- What to produce: Among the entries that follow, count the lines with the word "push" and report the number by itself.

- Entries shown:
BEGIN

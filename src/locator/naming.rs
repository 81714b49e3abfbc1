//! Human-readable element names, e.g. `LoginButton`, `EmailInput`.
//!
//! Signals are tried in order and the first that yields a non-empty token
//! wins:
//! 1. visible text (links and buttons)
//! 2. resolved label text
//! 3. ARIA label
//! 4. placeholder (inputs and textareas)
//! 5. test-id attribute
//! 6. id
//! 7. first non-generic class token
//! 8. tag name

use crate::dom::ElementRecord;
use crate::utils::ScanConfig;

type NameSignal = for<'a> fn(&'a ElementRecord, &'a ScanConfig) -> Option<&'a str>;

const SIGNALS: &[NameSignal] = &[
    visible_text,
    label_text,
    aria_label,
    placeholder,
    test_id,
    element_id,
    meaningful_class,
    tag_name,
];

fn visible_text<'a>(e: &'a ElementRecord, _: &'a ScanConfig) -> Option<&'a str> {
    matches!(e.tag.as_str(), "a" | "button")
        .then(|| e.text())
        .flatten()
}

fn label_text<'a>(e: &'a ElementRecord, _: &'a ScanConfig) -> Option<&'a str> {
    e.label_text.as_deref()
}

fn aria_label<'a>(e: &'a ElementRecord, _: &'a ScanConfig) -> Option<&'a str> {
    e.aria_label.as_deref()
}

fn placeholder<'a>(e: &'a ElementRecord, _: &'a ScanConfig) -> Option<&'a str> {
    matches!(e.tag.as_str(), "input" | "textarea")
        .then(|| e.placeholder.as_deref())
        .flatten()
}

fn test_id<'a>(e: &'a ElementRecord, config: &'a ScanConfig) -> Option<&'a str> {
    config.test_id_of(e).map(|(_, value)| value)
}

fn element_id<'a>(e: &'a ElementRecord, _: &'a ScanConfig) -> Option<&'a str> {
    e.id.as_deref()
}

fn meaningful_class<'a>(e: &'a ElementRecord, config: &'a ScanConfig) -> Option<&'a str> {
    e.classes
        .iter()
        .map(String::as_str)
        .find(|c| !config.is_generic_class(c))
}

fn tag_name<'a>(e: &'a ElementRecord, _: &'a ScanConfig) -> Option<&'a str> {
    Some(e.tag.as_str())
}

/// Suffix appended to the name token for a tag.
pub fn tag_suffix(tag: &str) -> &'static str {
    match tag {
        "a" => "Link",
        "button" => "Button",
        "input" => "Input",
        "select" => "Select",
        "textarea" => "Textarea",
        _ => "Element",
    }
}

/// Derive the display name of an element. Never empty.
pub fn name(element: &ElementRecord, config: &ScanConfig) -> String {
    let base = SIGNALS
        .iter()
        .filter_map(|signal| signal(element, config))
        .map(to_camel_case)
        .find(|token| !token.is_empty())
        .unwrap_or_default();

    with_suffix(&base, tag_suffix(&element.tag))
}

/// Append `suffix` unless the token already ends with it (case-insensitive),
/// in which case only the suffix casing is normalized.
fn with_suffix(base: &str, suffix: &str) -> String {
    let lower = base.to_ascii_lowercase();
    if lower.ends_with(&suffix.to_ascii_lowercase()) {
        format!("{}{}", &base[..base.len() - suffix.len()], suffix)
    } else {
        format!("{}{}", base, suffix)
    }
}

/// `"sign-in now"` -> `"SignInNow"`. Keeps ASCII alphanumerics only and
/// preserves the casing after each word's first letter.
pub fn to_camel_case(s: &str) -> String {
    s.split(|c: char| !c.is_ascii_alphanumeric())
        .filter(|part| !part.is_empty())
        .map(|part| {
            let mut chars = part.chars();
            match chars.next() {
                Some(first) => first.to_ascii_uppercase().to_string() + chars.as_str(),
                None => String::new(),
            }
        })
        .collect()
}
//! Selenium (Python) Page Object.

use super::to_snake_case;
use crate::locator::snippets::escape_double_quoted;
use crate::locator::{LocatorCandidate, LocatorType};
use std::collections::BTreeMap;

fn find_element(candidate: &LocatorCandidate) -> String {
    let by = match candidate.locator_type {
        LocatorType::XPath => "By.XPATH",
        _ => "By.CSS_SELECTOR",
    };
    format!(
        "driver.find_element({}, \"{}\")",
        by,
        escape_double_quoted(&candidate.locator_value)
    )
}

pub fn render(best: &BTreeMap<String, LocatorCandidate>, class_name: &str) -> String {
    let mut lines = vec![
        "from selenium.webdriver.common.by import By".to_string(),
        String::new(),
        String::new(),
        format!("class {}:", class_name),
        "    def __init__(self, driver):".to_string(),
        "        self.driver = driver".to_string(),
    ];
    for (name, candidate) in best {
        lines.push(format!(
            "        self.{} = {}",
            to_snake_case(name),
            find_element(candidate)
        ));
    }
    lines.join("\n") + "\n"
}
pub mod advisor;
pub mod dom;
pub mod error;
pub mod locator;
pub mod page_object;
pub mod report;
pub mod source;
pub mod utils;
pub mod validate;

// Re-export common items
pub use dom::{extract, DocumentContextIndex, ElementRecord, TagUniverse};
pub use error::ParseError;
pub use locator::{filter_min_stability, generate_locators, Framework, LocatorCandidate, StabilityLabel};
pub use page_object::select_best;
pub use report::compute_summary;
pub use utils::ScanConfig;
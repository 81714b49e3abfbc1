use crate::locator::LocatorCandidate;
use anyhow::{Context, Result};
use serde::Serialize;
use std::io::Write;
use std::path::Path;

#[derive(Serialize)]
struct Row<'a> {
    name: &'a str,
    #[serde(rename = "type")]
    locator_type: &'a str,
    value: &'a str,
    stability: &'a str,
    score: u8,
    tool: &'a str,
    dynamic: bool,
    duplicate: bool,
    warnings: String,
}

impl<'a> From<&'a LocatorCandidate> for Row<'a> {
    fn from(c: &'a LocatorCandidate) -> Self {
        Self {
            name: &c.custom_name,
            locator_type: c.locator_type.as_str(),
            value: &c.locator_value,
            stability: c.stability_label.as_str(),
            score: c.stability_score,
            tool: c.automation_tool.as_str(),
            dynamic: c.is_dynamic,
            duplicate: c.is_duplicate,
            warnings: c.warnings.join("; "),
        }
    }
}

pub fn write_to<W: Write>(candidates: &[LocatorCandidate], writer: W) -> Result<()> {
    let mut csv_writer = csv::Writer::from_writer(writer);
    for candidate in candidates {
        csv_writer.serialize(Row::from(candidate))?;
    }
    csv_writer.flush()?;
    Ok(())
}

/// Write CSV export
pub fn write(candidates: &[LocatorCandidate], path: &Path) -> Result<()> {
    let file = std::fs::File::create(path)
        .with_context(|| format!("Failed to create {}", path.display()))?;
    write_to(candidates, file)
}

#[cfg(test)]
mod tests {
    use super::*;
    use crate::locator::generate_locators;
    use crate::utils::ScanConfig;

    #[test]
    fn test_rows() {
        let html = r#"<input id="q" name="q"><input id="q" name="q">"#;
        let generation = generate_locators(html, &ScanConfig::default());
        let mut buffer = Vec::new();
        write_to(&generation.locators, &mut buffer).unwrap();
        let text = String::from_utf8(buffer).unwrap();
        let mut lines = text.lines();

        assert_eq!(
            lines.next(),
            Some("name,type,value,stability,score,tool,dynamic,duplicate,warnings")
        );
        assert_eq!(
            lines.next(),
            Some("QInput,CSS Selector,input,Low,3,Both,false,true,Duplicate id detected; Duplicate name detected")
        );
    }
}
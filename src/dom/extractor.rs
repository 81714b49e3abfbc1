//! Element extraction
//!
//! Walks a [`Document`] and produces one [`ElementRecord`] per element of the
//! configured tag universe. Tags are processed in a fixed order, elements in
//! document order within each tag, so identical input always yields the same
//! sequence.

use super::{normalize_text, Document, NodeKey};
use crate::error::ParseError;
use serde::{Deserialize, Serialize};
use std::collections::{BTreeMap, HashSet};
use std::fmt;
use std::str::FromStr;

/// Interactive controls, in processing order.
pub const INTERACTIVE_TAGS: &[&str] = &["a", "button", "input", "select", "textarea"];

/// Structural and semantic elements, in processing order.
pub const ALL_TAGS: &[&str] = &[
    "div", "span", "p", "h1", "h2", "h3", "h4", "h5", "h6", "button", "input", "select",
    "textarea", "a", "form", "label", "img", "nav", "header", "footer", "main", "section",
    "article", "ul", "ol", "li", "table", "tr", "td", "th", "thead", "tbody", "iframe", "video",
    "audio", "canvas", "svg", "path", "g", "meta", "link", "script", "style", "title", "head",
    "body",
];

const FORM_CONTROLS: &[&str] = &["input", "select", "textarea"];

/// Which tags the extractor visits.
#[derive(Debug, Clone, Copy, Default, PartialEq, Eq, Serialize, Deserialize)]
#[serde(rename_all = "lowercase")]
pub enum TagUniverse {
    #[default]
    Interactive,
    All,
}

impl TagUniverse {
    pub fn tags(&self) -> &'static [&'static str] {
        match self {
            TagUniverse::Interactive => INTERACTIVE_TAGS,
            TagUniverse::All => ALL_TAGS,
        }
    }
}

impl FromStr for TagUniverse {
    type Err = ParseError;

    fn from_str(s: &str) -> Result<Self, Self::Err> {
        match s.trim().to_lowercase().as_str() {
            "interactive" => Ok(TagUniverse::Interactive),
            "all" => Ok(TagUniverse::All),
            other => Err(ParseError::TagUniverse(other.to_string())),
        }
    }
}

impl fmt::Display for TagUniverse {
    fn fmt(&self, f: &mut fmt::Formatter<'_>) -> fmt::Result {
        match self {
            TagUniverse::Interactive => write!(f, "interactive"),
            TagUniverse::All => write!(f, "all"),
        }
    }
}

/// One extracted DOM element.
///
/// Every optional field is `None` (and omitted from JSON) when the source had
/// no usable value. An empty attribute counts as absent.
#[derive(Debug, Clone, Default, PartialEq, Eq, Serialize, Deserialize)]
#[serde(rename_all = "camelCase")]
pub struct ElementRecord {
    /// Node this record was taken from. Not serialized.
    #[serde(skip)]
    pub node: NodeKey,
    pub tag: String,
    #[serde(default, skip_serializing_if = "Option::is_none")]
    pub id: Option<String>,
    #[serde(default, skip_serializing_if = "Option::is_none")]
    pub name: Option<String>,
    #[serde(default, skip_serializing_if = "Vec::is_empty")]
    pub classes: Vec<String>,
    #[serde(default, skip_serializing_if = "Option::is_none")]
    pub text: Option<String>,
    #[serde(default, skip_serializing_if = "Option::is_none")]
    pub aria_label: Option<String>,
    #[serde(default, skip_serializing_if = "Option::is_none")]
    pub role: Option<String>,
    #[serde(default, skip_serializing_if = "Option::is_none")]
    pub href: Option<String>,
    #[serde(default, skip_serializing_if = "Option::is_none")]
    pub input_type: Option<String>,
    #[serde(default, skip_serializing_if = "Option::is_none")]
    pub value: Option<String>,
    #[serde(default, skip_serializing_if = "Option::is_none")]
    pub placeholder: Option<String>,
    #[serde(default, skip_serializing_if = "BTreeMap::is_empty")]
    pub data_attributes: BTreeMap<String, String>,
    #[serde(default, skip_serializing_if = "Option::is_none")]
    pub label_text: Option<String>,
    /// `id` of the parent element. Not serialized.
    #[serde(skip)]
    pub parent_id: Option<String>,
    /// Every non-empty attribute, sorted by name. Not serialized.
    #[serde(skip)]
    pub attributes: Vec<(String, String)>,
}

impl ElementRecord {
    /// Class tokens joined with single spaces, as they appear in markup.
    pub fn class_string(&self) -> Option<String> {
        if self.classes.is_empty() {
            None
        } else {
            Some(self.classes.join(" "))
        }
    }

    pub fn first_class(&self) -> Option<&str> {
        self.classes.first().map(String::as_str)
    }

    pub fn text(&self) -> Option<&str> {
        self.text.as_deref()
    }

    pub fn has_data_attributes(&self) -> bool {
        !self.data_attributes.is_empty()
    }

    /// ARIA label if present, otherwise visible text.
    pub fn accessible_name(&self) -> Option<&str> {
        self.aria_label.as_deref().or(self.text.as_deref())
    }
}

/// Extract records for every element of `universe`, first-seen order, each
/// node at most once.
pub fn extract(document: &Document, universe: TagUniverse) -> Vec<ElementRecord> {
    let mut seen: HashSet<NodeKey> = HashSet::new();
    let mut records = Vec::new();

    for tag in universe.tags() {
        for key in document.find_all_by_tag(tag) {
            if seen.insert(key) {
                records.push(to_record(document, key));
            }
        }
    }

    log::debug!(
        "Extracted {} {} elements from {} nodes",
        records.len(),
        universe,
        document.len()
    );
    records
}

fn to_record(document: &Document, key: NodeKey) -> ElementRecord {
    let tag = document.tag(key).to_string();
    let attr = |name: &str| non_empty(document.attribute(key, name).unwrap_or(""));

    let classes: Vec<String> = document
        .attribute(key, "class")
        .map(|c| c.split_whitespace().map(str::to_string).collect())
        .unwrap_or_default();

    // Inputs have no content; their visible text is the value.
    let text = if tag == "input" {
        attr("value").map(|v| normalize_text(&v)).and_then(|v| non_empty(&v))
    } else {
        non_empty(document.text(key))
    };

    let data_attributes: BTreeMap<String, String> = document
        .attributes(key)
        .iter()
        .filter(|(k, v)| k.starts_with("data-") && !v.is_empty())
        .map(|(k, v)| (k.clone(), v.clone()))
        .collect();

    let attributes: Vec<(String, String)> = document
        .attributes(key)
        .iter()
        .filter(|(_, v)| !v.trim().is_empty())
        .cloned()
        .collect();

    let parent_id = document
        .parent(key)
        .and_then(|parent| document.attribute(parent, "id"))
        .and_then(non_empty);

    let is_form_control = FORM_CONTROLS.contains(&tag.as_str());
    let label_text = if is_form_control {
        resolve_label(document, key)
    } else {
        None
    };

    ElementRecord {
        node: key,
        id: attr("id"),
        name: attr("name"),
        classes,
        text,
        aria_label: attr("aria-label"),
        role: attr("role"),
        href: if tag == "a" { attr("href") } else { None },
        input_type: if tag == "input" { attr("type") } else { None },
        value: if tag == "input" { attr("value") } else { None },
        placeholder: if is_form_control {
            attr("placeholder")
        } else {
            None
        },
        data_attributes,
        label_text,
        parent_id,
        attributes,
        tag,
    }
}

/// `label[for=id]` first, then the nearest enclosing `label`.
fn resolve_label(document: &Document, key: NodeKey) -> Option<String> {
    let by_for = document
        .attribute(key, "id")
        .filter(|id| !id.is_empty())
        .and_then(|id| document.find_label_for_id(id))
        .and_then(|label| non_empty(document.text(label)));

    by_for.or_else(|| {
        document
            .enclosing(key, "label")
            .and_then(|label| non_empty(document.text(label)))
    })
}

fn non_empty(value: &str) -> Option<String> {
    let trimmed = value.trim();
    if trimmed.is_empty() {
        None
    } else {
        Some(trimmed.to_string())
    }
}

#[cfg(test)]
mod tests {
    use super::*;

    fn records(html: &str, universe: TagUniverse) -> Vec<ElementRecord> {
        extract(&Document::parse(html), universe)
    }

    #[test]
    fn test_interactive_order_is_by_tag_then_document() {
        let html = r#"<input id="q"><a href="/a">A</a><button>Go</button><a href="/b">B</a>"#;
        let recs = records(html, TagUniverse::Interactive);
        let tags: Vec<&str> = recs.iter().map(|r| r.tag.as_str()).collect();
        assert_eq!(tags, vec!["a", "a", "button", "input"]);
        assert_eq!(recs[0].href.as_deref(), Some("/a"));
        assert_eq!(recs[1].href.as_deref(), Some("/b"));
    }

    #[test]
    fn test_absent_fields_are_none() {
        let recs = records(r#"<button id="" class="">Save</button>"#, TagUniverse::Interactive);
        assert_eq!(recs.len(), 1);
        let b = &recs[0];
        assert_eq!(b.id, None);
        assert!(b.classes.is_empty());
        assert_eq!(b.text(), Some("Save"));
        assert_eq!(b.href, None);

        let json = serde_json::to_string(b).unwrap();
        assert_eq!(json, r#"{"tag":"button","text":"Save"}"#);
    }

    #[test]
    fn test_form_control_fields_and_label() {
        let html = r#"
            <label for="email">E-mail address</label>
            <input id="email" type="email" placeholder="you@example.com" data-test="email" data-x="">
            <label>Notes <textarea placeholder="Anything else?"></textarea></label>
        "#;
        let recs = records(html, TagUniverse::Interactive);
        let input = recs.iter().find(|r| r.tag == "input").unwrap();
        assert_eq!(input.input_type.as_deref(), Some("email"));
        assert_eq!(input.placeholder.as_deref(), Some("you@example.com"));
        assert_eq!(input.label_text.as_deref(), Some("E-mail address"));
        assert_eq!(input.data_attributes.len(), 1);
        assert_eq!(input.data_attributes["data-test"], "email");

        let textarea = recs.iter().find(|r| r.tag == "textarea").unwrap();
        assert_eq!(textarea.label_text.as_deref(), Some("Notes"));
        assert_eq!(textarea.input_type, None);
    }

    #[test]
    fn test_input_text_comes_from_value() {
        let recs = records(r#"<input type="submit" value="  Send   now ">"#, TagUniverse::Interactive);
        assert_eq!(recs[0].text(), Some("Send now"));
        assert_eq!(recs[0].value.as_deref(), Some("Send   now"));
    }

    #[test]
    fn test_classes_keep_source_order() {
        let recs = records(r#"<a class="zeta alpha  mid">x</a>"#, TagUniverse::Interactive);
        assert_eq!(recs[0].classes, vec!["zeta", "alpha", "mid"]);
        assert_eq!(recs[0].class_string().as_deref(), Some("zeta alpha mid"));
    }

    #[test]
    fn test_all_universe_dedupes_nodes() {
        let html = r#"<div id="card"><span>Hi</span></div><div id="card"></div>"#;
        let recs = records(html, TagUniverse::All);
        let divs = recs.iter().filter(|r| r.tag == "div").count();
        assert_eq!(divs, 2);
        let mut keys: Vec<_> = recs.iter().map(|r| r.node).collect();
        let before = keys.len();
        keys.sort();
        keys.dedup();
        assert_eq!(keys.len(), before);
        assert!(recs.iter().any(|r| r.tag == "body"));
    }

    #[test]
    fn test_parent_id_and_raw_attributes() {
        let html = r#"<form id="checkout"><button type="submit" class="primary" title="">Pay</button></form>"#;
        let recs = records(html, TagUniverse::Interactive);
        assert_eq!(recs[0].parent_id.as_deref(), Some("checkout"));
        assert_eq!(
            recs[0].attributes,
            vec![
                ("class".to_string(), "primary".to_string()),
                ("type".to_string(), "submit".to_string()),
            ]
        );
        let json = serde_json::to_string(&recs[0]).unwrap();
        assert!(!json.contains("checkout"));
    }

    #[test]
    fn test_tag_universe_from_str() {
        assert_eq!("ALL".parse::<TagUniverse>(), Ok(TagUniverse::All));
        assert!("everything".parse::<TagUniverse>().is_err());
    }
}
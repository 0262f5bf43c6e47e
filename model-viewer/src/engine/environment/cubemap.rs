use super::equirect::EquirectImage;
use bevy::asset::RenderAssetUsages;
use bevy::image::{ImageFilterMode, ImageSampler, ImageSamplerDescriptor};
use bevy::prelude::*;
use bevy::render::render_resource::{
    Extent3d, TextureDimension, TextureFormat, TextureViewDescriptor, TextureViewDimension,
};
use half::f16;

/// Cube faces in the layer order wgpu expects for cube views.
#[derive(Debug, Clone, Copy, PartialEq, Eq)]
pub enum CubeFace {
    PositiveX,
    NegativeX,
    PositiveY,
    NegativeY,
    PositiveZ,
    NegativeZ,
}

impl CubeFace {
    pub const ALL: [CubeFace; 6] = [
        CubeFace::PositiveX,
        CubeFace::NegativeX,
        CubeFace::PositiveY,
        CubeFace::NegativeY,
        CubeFace::PositiveZ,
        CubeFace::NegativeZ,
    ];

    /// Lookup direction for face coordinates `s`, `t` in [-1, 1], with `t`
    /// growing downwards in texel space. Not normalised.
    pub fn direction(self, s: f32, t: f32) -> Vec3 {
        match self {
            CubeFace::PositiveX => Vec3::new(1.0, -t, -s),
            CubeFace::NegativeX => Vec3::new(-1.0, -t, s),
            CubeFace::PositiveY => Vec3::new(s, 1.0, t),
            CubeFace::NegativeY => Vec3::new(s, -1.0, -t),
            CubeFace::PositiveZ => Vec3::new(s, -t, 1.0),
            CubeFace::NegativeZ => Vec3::new(-s, -t, -1.0),
        }
    }
}

/// Face coordinates of the centre of texel (`x`, `y`) on a face of `size` texels.
pub fn texel_face_coords(x: u32, y: u32, size: u32) -> Vec2 {
    Vec2::new(
        2.0 * (x as f32 + 0.5) / size as f32 - 1.0,
        2.0 * (y as f32 + 0.5) / size as f32 - 1.0,
    )
}

/// Normalised lookup direction through the centre of a texel.
pub fn texel_direction(face: CubeFace, x: u32, y: u32, size: u32) -> Vec3 {
    let coords = texel_face_coords(x, y, size);
    face.direction(coords.x, coords.y).normalize()
}

/// Bevy samples cubemaps in a left-handed frame, flipping Z relative to the world.
pub fn lookup_to_world(direction: Vec3) -> Vec3 {
    Vec3::new(direction.x, direction.y, -direction.z)
}

/// Mip levels for a power-of-two face down to 1x1.
pub fn mip_level_count(face_size: u32) -> u32 {
    face_size.max(1).ilog2() + 1
}

/// One mip level of a cubemap: six square faces of linear RGB texels.
#[derive(Debug, Clone)]
pub struct CubeMip {
    pub size: u32,
    pub faces: [Vec<Vec3>; 6],
}

impl CubeMip {
    pub fn from_fn(size: u32, mut texel: impl FnMut(CubeFace, u32, u32) -> Vec3) -> Self {
        let faces = CubeFace::ALL.map(|face| {
            (0..size * size)
                .map(|index| texel(face, index % size, index / size))
                .collect()
        });
        Self { size, faces }
    }

    pub fn from_equirect(source: &EquirectImage, size: u32) -> Self {
        Self::from_fn(size, |face, x, y| {
            source.sample(lookup_to_world(texel_direction(face, x, y, size)))
        })
    }

    pub fn texel(&self, face: usize, x: u32, y: u32) -> Vec3 {
        self.faces[face][(y * self.size + x) as usize]
    }

    /// 2x2 box filter into a level of half the size.
    pub fn downsample(&self) -> Self {
        let size = (self.size / 2).max(1);
        let mut faces: [Vec<Vec3>; 6] = Default::default();

        for (face_index, face) in faces.iter_mut().enumerate() {
            *face = (0..size * size)
                .map(|index| {
                    let (x, y) = (index % size, index / size);
                    let (sx, sy) = (x * 2, y * 2);
                    let right = (sx + 1).min(self.size - 1);
                    let below = (sy + 1).min(self.size - 1);
                    (self.texel(face_index, sx, sy)
                        + self.texel(face_index, right, sy)
                        + self.texel(face_index, sx, below)
                        + self.texel(face_index, right, below))
                        * 0.25
                })
                .collect();
        }

        Self { size, faces }
    }
}

/// Base level followed by successively halved levels down to 1x1.
pub fn mip_chain(base: CubeMip) -> Vec<CubeMip> {
    let count = mip_level_count(base.size) as usize;
    let mut levels = Vec::with_capacity(count);
    levels.push(base);
    for _ in 1..count {
        let next = levels[levels.len() - 1].downsample();
        levels.push(next);
    }
    levels
}

/// Cosine-weighted irradiance of `source`, normalised so a uniform
/// environment keeps its radiance.
pub fn irradiance(source: &CubeMip, size: u32) -> CubeMip {
    // (direction, radiance * solid angle, solid angle) for every source texel.
    let samples: Vec<(Vec3, Vec3, f32)> = CubeFace::ALL
        .iter()
        .enumerate()
        .flat_map(|(face_index, &face)| {
            (0..source.size * source.size).map(move |index| {
                let (x, y) = (index % source.size, index / source.size);
                let coords = texel_face_coords(x, y, source.size);
                let solid_angle = texel_solid_angle(coords, source.size);
                (
                    face.direction(coords.x, coords.y).normalize(),
                    source.texel(face_index, x, y) * solid_angle,
                    solid_angle,
                )
            })
        })
        .collect();

    CubeMip::from_fn(size, |face, x, y| {
        let normal = texel_direction(face, x, y, size);
        let mut radiance = Vec3::ZERO;
        let mut weight = 0.0;
        for (direction, weighted, solid_angle) in &samples {
            let cosine = normal.dot(*direction);
            if cosine > 0.0 {
                radiance += *weighted * cosine;
                weight += solid_angle * cosine;
            }
        }
        if weight > 0.0 { radiance / weight } else { Vec3::ZERO }
    })
}

/// Approximate solid angle subtended by a texel centred at `coords`.
fn texel_solid_angle(coords: Vec2, size: u32) -> f32 {
    let texel_area = (2.0 / size as f32).powi(2);
    let distance_sq = 1.0 + coords.length_squared();
    texel_area / (distance_sq * distance_sq.sqrt())
}

/// Pack levels as `Rgba16Float`, all mips of a face before the next face.
pub fn pack_rgba16f(levels: &[CubeMip]) -> Vec<u8> {
    let mut texels: Vec<f16> = Vec::new();
    for face in 0..6 {
        for level in levels {
            for texel in &level.faces[face] {
                texels.extend([
                    f16::from_f32(texel.x),
                    f16::from_f32(texel.y),
                    f16::from_f32(texel.z),
                    f16::ONE,
                ]);
            }
        }
    }
    bytemuck::cast_slice::<f16, u8>(&texels).to_vec()
}

/// Cube-view `Image` from a mip chain whose first entry is the base level.
pub fn cube_image(levels: &[CubeMip]) -> Image {
    let face_size = levels.first().map_or(1, |level| level.size);

    let mut image = Image::new_uninit(
        Extent3d {
            width: face_size,
            height: face_size,
            depth_or_array_layers: 6,
        },
        TextureDimension::D2,
        TextureFormat::Rgba16Float,
        RenderAssetUsages::RENDER_WORLD,
    );
    image.data = Some(pack_rgba16f(levels));
    image.texture_descriptor.mip_level_count = levels.len().max(1) as u32;
    image.texture_view_descriptor = Some(TextureViewDescriptor {
        dimension: Some(TextureViewDimension::Cube),
        ..default()
    });
    image.sampler = ImageSampler::Descriptor(ImageSamplerDescriptor {
        mag_filter: ImageFilterMode::Linear,
        min_filter: ImageFilterMode::Linear,
        mipmap_filter: ImageFilterMode::Linear,
        ..default()
    });
    image
}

END

- Your response: 4